For months before the election, Latino leaders were telling O’Rourke he needed to start laying the groundwork for a persuasion campaign. For all of Cruz’s (and Trump’s) hard-line rhetoric on immigration, the Republican started with support in culturally conservative segments of the community, because of his stance on issues like abortion and guns. It also didn’t hurt that he was named Cruz. Many Democratic strategists were perplexed by O’Rourke’s unwillingness to frontally assault Cruz when it came to issues like immigration, or to counter his negative personal attacks. O’Rourke did hit back on one notable occasion, reviving the “Lyin’ Ted” nickname in their last debate, but almost instantaneously said he regretted it.

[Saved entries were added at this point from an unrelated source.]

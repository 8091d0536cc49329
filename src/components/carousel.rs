//! Carousel component - featured items rotation
//!
//! Renders the current slide, one dot indicator per slide, and the
//! autoplay progress gauge. Owns the mouse drag tracking: a horizontal
//! drag across the section navigates, a plain click on a dot jumps to
//! that slide. The rotation state itself lives in `model::carousel`.

use crate::action::Action;
use crate::component::Component;
use crate::components::card::slide_lines;
use crate::model::carousel::CarouselState;
use crate::model::item::NewsItem;
use anyhow::Result;
use crossterm::event::{MouseButton, MouseEvent, MouseEventKind};
use ratatui::{
    layout::{Constraint, Direction, Layout, Position, Rect},
    style::{Color, Modifier, Style},
    text::{Line, Span},
    widgets::{Block, Borders, Gauge, Paragraph},
    Frame,
};
use std::time::Instant;

/// Minimum horizontal movement, in columns, for a drag to count as a
/// swipe rather than a click.
pub const DRAG_MIN_COLUMNS: u16 = 5;

/// Direction of a completed horizontal drag
#[derive(Debug, Clone, Copy, PartialEq, Eq)]
pub enum Swipe {
    Left,
    Right,
}

/// Classify a completed drag. Movements at or below the threshold are
/// clicks, not swipes.
pub fn classify_drag(start_col: u16, end_col: u16) -> Option<Swipe> {
    let delta = i32::from(end_col) - i32::from(start_col);
    if delta.unsigned_abs() <= u32::from(DRAG_MIN_COLUMNS) {
        return None;
    }
    Some(if delta < 0 { Swipe::Left } else { Swipe::Right })
}

/// Carousel component
#[derive(Debug, Default)]
pub struct CarouselComponent {
    /// Column where an in-flight drag began
    drag_start: Option<u16>,

    /// Section area, recorded at draw time for hit-testing
    area: Rect,

    /// Dot indicator strip, recorded at draw time
    dots_area: Rect,

    /// Number of dots currently rendered
    dot_count: usize,
}

impl CarouselComponent {
    pub fn new() -> Self {
        Self::default()
    }

    fn contains(&self, column: u16, row: u16) -> bool {
        self.area.contains(Position::new(column, row))
    }

    /// Dot indicator index under a click, if any. Dots occupy two columns
    /// each ("● " / "○ ") starting at the strip origin.
    fn dot_at(&self, column: u16, row: u16) -> Option<usize> {
        if !self.dots_area.contains(Position::new(column, row)) {
            return None;
        }
        let index = usize::from(column - self.dots_area.x) / 2;
        (index < self.dot_count).then_some(index)
    }
}

impl Component for CarouselComponent {
    fn handle_mouse_event(&mut self, mouse: MouseEvent) -> Result<Option<Action>> {
        match mouse.kind {
            MouseEventKind::Down(MouseButton::Left)
                if self.contains(mouse.column, mouse.row) =>
            {
                self.drag_start = Some(mouse.column);
                Ok(None)
            }
            MouseEventKind::Up(MouseButton::Left) => {
                let start = match self.drag_start.take() {
                    Some(start) => start,
                    None => return Ok(None),
                };
                let action = match classify_drag(start, mouse.column) {
                    Some(Swipe::Left) => Some(Action::NextSlide),
                    Some(Swipe::Right) => Some(Action::PrevSlide),
                    None => self.dot_at(mouse.column, mouse.row).map(Action::GoToSlide),
                };
                Ok(action)
            }
            _ => Ok(None),
        }
    }

    fn draw(&mut self, _frame: &mut Frame, _area: Rect) -> Result<()> {
        // Drawing goes through draw_carousel, which takes the state
        Ok(())
    }
}

/// Draw the carousel section: current slide, dots, progress gauge.
pub fn draw_carousel(
    frame: &mut Frame,
    area: Rect,
    carousel: &mut CarouselComponent,
    state: &CarouselState,
    featured: &[NewsItem],
    now: Instant,
) {
    carousel.area = area;
    carousel.dot_count = state.total();

    let block = Block::default()
        .borders(Borders::ALL)
        .title(format!(" Destacadas ({}/{}) ", state.current() + 1, state.total()))
        .title_style(
            Style::default()
                .fg(Color::Yellow)
                .add_modifier(Modifier::BOLD),
        )
        .border_style(Style::default().fg(Color::Yellow));
    let inner = block.inner(area);
    frame.render_widget(block, area);

    let chunks = Layout::default()
        .direction(Direction::Vertical)
        .constraints([
            Constraint::Min(0),
            Constraint::Length(1),
            Constraint::Length(1),
        ])
        .split(inner);

    if let Some(item) = featured.get(state.current()) {
        let slide = Paragraph::new(slide_lines(item, chunks[0].width));
        frame.render_widget(slide, chunks[0]);
    }

    render_dots(frame, chunks[1], carousel, state);
    render_progress(frame, chunks[2], state, now);
}

/// One indicator per slide, the current one filled.
fn render_dots(
    frame: &mut Frame,
    area: Rect,
    carousel: &mut CarouselComponent,
    state: &CarouselState,
) {
    let strip_width = (state.total() * 2).saturating_sub(1) as u16;
    let x = area.x + area.width.saturating_sub(strip_width) / 2;
    let strip = Rect::new(x, area.y, strip_width.min(area.width), 1);
    carousel.dots_area = strip;

    let spans: Vec<Span> = (0..state.total())
        .map(|i| {
            let symbol = if i + 1 < state.total() { "● " } else { "●" };
            let style = if i == state.current() {
                Style::default().fg(Color::Yellow)
            } else {
                Style::default().fg(Color::DarkGray)
            };
            Span::styled(
                if i == state.current() {
                    symbol.to_string()
                } else {
                    symbol.replace('●', "○")
                },
                style,
            )
        })
        .collect();

    frame.render_widget(Paragraph::new(Line::from(spans)), strip);
}

/// Time remaining until the next auto-advance, as a filling bar.
fn render_progress(frame: &mut Frame, area: Rect, state: &CarouselState, now: Instant) {
    if !state.autoplay_armed() {
        return;
    }

    let gauge = Gauge::default()
        .gauge_style(Style::default().fg(Color::Yellow).bg(Color::DarkGray))
        .ratio(state.progress(now))
        .label("");
    frame.render_widget(gauge, area);
}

Perhaps not surprisingly, the political consultants thought O’Rourke would have benefitted from listening to more consultants. Although he had professionals running his online fundraising and field operation — which mounted a large and apparently successful get-out-the-vote effort — O’Rourke was his own chief strategist, and relied on a small circle of aides, some of whom came from non-political backgrounds, and none of whom had run a statewide race in Texas. Unlike Barack Obama, a charismatic Democrat to whom O’Rourke was sometimes compared, he didn’t have a David Axelrod, and he showed little interest in mundane political mechanics. “Win or lose, he’ll be able to say he did it his way,” said the strategist I met in Austin, who admired the success of his “outside the box” strategy. “But the box exists for a reason.”

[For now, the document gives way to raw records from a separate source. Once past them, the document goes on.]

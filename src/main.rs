//! noticias-tui - A terminal UI for club news
//!
//! Loads the blog.json document once at startup, then renders the featured
//! carousel and the filterable card grid. Uses the Component Architecture
//! pattern from ratatui.

mod action;
mod app;
mod component;
mod components;
mod config;
mod logging;
mod model;
mod services;
mod tui;

use crate::action::Action;
use crate::app::App;
use crate::component::Component;
use crate::tui::Tui;
use anyhow::Result;
use crossterm::event::Event;
use std::time::Duration;

fn main() -> Result<()> {
    // Keep the guard alive so buffered log lines reach the file
    let _log_guard = logging::init();

    // Setup terminal
    let mut tui = Tui::new()?.with_tick_rate(Duration::from_millis(100));
    tui.enter()?;

    // Create app state; the data document is loaded exactly once here
    let mut app = App::new();
    app.init()?;

    // Main event loop
    let result = run_app(&mut tui, &mut app);

    // Cleanup terminal
    tui.exit()?;

    if let Err(err) = result {
        eprintln!("Error: {:?}", err);
        std::process::exit(1);
    }

    Ok(())
}

/// Run the main application loop
fn run_app(tui: &mut Tui, app: &mut App) -> Result<()> {
    while !app.should_quit {
        // Draw the UI
        tui.draw(|frame| {
            if let Err(e) = app.draw(frame, frame.area()) {
                tracing::error!(error = %e, "draw error");
            }
        })?;

        // Poll for events
        if let Some(event) = tui.next_event()? {
            // Convert event to action
            let action = match event {
                Event::Key(key) => app.handle_key_event(key)?,
                Event::Mouse(mouse) => app.handle_mouse_event(mouse)?,
                Event::Resize(w, h) => Some(Action::Resize(w, h)),
                _ => None,
            };

            // Process the action; an action may produce a follow-up
            if let Some(action) = action {
                let mut current_action = Some(action);
                while let Some(a) = current_action {
                    current_action = app.update(a)?;
                }
            }
        } else {
            // No event - send a tick for time-based updates
            app.update(Action::Tick)?;
        }
    }

    Ok(())
}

Nonetheless, it’s easy to imagine how a Beto-style insurgency could be mounted in the early presidential primary states, which are all considerably smaller and more manageable than Texas. The model is sure to be mimicked, and it will surprise no one if, say, next month Cory Booker — another bro-ish liberal with an upbeat message and social-media savvy — sets off across the cornfields of Iowa in a pickup truck. I’m not so sure, though, that Beto himself will run. He has spoken with aching earnestness about how much he has missed his three children during his many months of constant travel. On the other hand, it’s rare for a politician in his position to pass up such an opportunity, and O’Rourke often talks about leading a movement. The magic can be hard to recapture after a rest — just ask Gary Hart, or Sarah Palin.

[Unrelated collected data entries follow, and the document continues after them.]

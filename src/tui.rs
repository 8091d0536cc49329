//! Terminal User Interface management
//!
//! Handles terminal setup, teardown, and event polling. Mouse capture is
//! enabled so the carousel can react to clicks and horizontal drags.

use anyhow::Result;
use crossterm::{
    cursor,
    event::{self, DisableMouseCapture, EnableMouseCapture, Event, KeyEventKind},
    terminal::{self, EnterAlternateScreen, LeaveAlternateScreen},
};
use ratatui::{backend::CrosstermBackend, Terminal};
use std::{
    io::{self, Stdout},
    time::Duration,
};

/// Terminal wrapper for managing the TUI lifecycle
pub struct Tui {
    terminal: Terminal<CrosstermBackend<Stdout>>,
    /// Polling timeout for events
    pub tick_rate: Duration,
}

impl Tui {
    pub fn new() -> Result<Self> {
        let backend = CrosstermBackend::new(io::stdout());
        let terminal = Terminal::new(backend)?;
        Ok(Self {
            terminal,
            tick_rate: Duration::from_millis(100),
        })
    }

    pub fn with_tick_rate(mut self, tick_rate: Duration) -> Self {
        self.tick_rate = tick_rate;
        self
    }

    /// Enter the alternate screen and enable raw mode. Call before the
    /// main loop starts.
    pub fn enter(&mut self) -> Result<()> {
        terminal::enable_raw_mode()?;
        crossterm::execute!(
            io::stdout(),
            EnterAlternateScreen,
            EnableMouseCapture,
            cursor::Hide
        )?;
        self.terminal.clear()?;
        Ok(())
    }

    /// Leave the alternate screen and disable raw mode. Also runs on Drop.
    pub fn exit(&mut self) -> Result<()> {
        terminal::disable_raw_mode()?;
        crossterm::execute!(
            io::stdout(),
            LeaveAlternateScreen,
            DisableMouseCapture,
            cursor::Show
        )?;
        Ok(())
    }

    /// Poll for the next event.
    ///
    /// Returns `Some(Event)` if an event arrives within the tick rate,
    /// `None` on tick timeout. Key release events are filtered out
    /// (Windows compatibility).
    pub fn next_event(&self) -> Result<Option<Event>> {
        if event::poll(self.tick_rate)? {
            let event = event::read()?;

            if let Event::Key(key) = &event {
                if key.kind != KeyEventKind::Press {
                    return Ok(None);
                }
            }

            Ok(Some(event))
        } else {
            Ok(None)
        }
    }

    /// Draw to the terminal using the provided closure
    pub fn draw<F>(&mut self, f: F) -> Result<()>
    where
        F: FnOnce(&mut ratatui::Frame),
    {
        self.terminal.draw(f)?;
        Ok(())
    }
}

impl Drop for Tui {
    fn drop(&mut self) {
        // Best effort cleanup on drop
        let _ = self.exit();
    }
}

Evan Smith, the co-founder of the nonprofit news site the Texas Tribune, points out that there is another race O’Rourke could run in 2020. The other incumbent Texas senator, John Cornyn, is up for reelection, and there are rumors he wants to retire. A year ago, any conversation about a Democrat’s statewide chances began with the relative unpopularity of Cruz, but now O’Rourke would start with a base of support, name recognition, a wealth of experience, and that donor list. Smith says that Democrats in Texas had been “living in a hope-free universe,” but the Beto campaign has transformed their expectations. “You’ve got a guy who is maybe a once-in-a-generation candidate,” he says. “Who is able to magnetize the electorate.”

History has a way of finding a use for such charisma.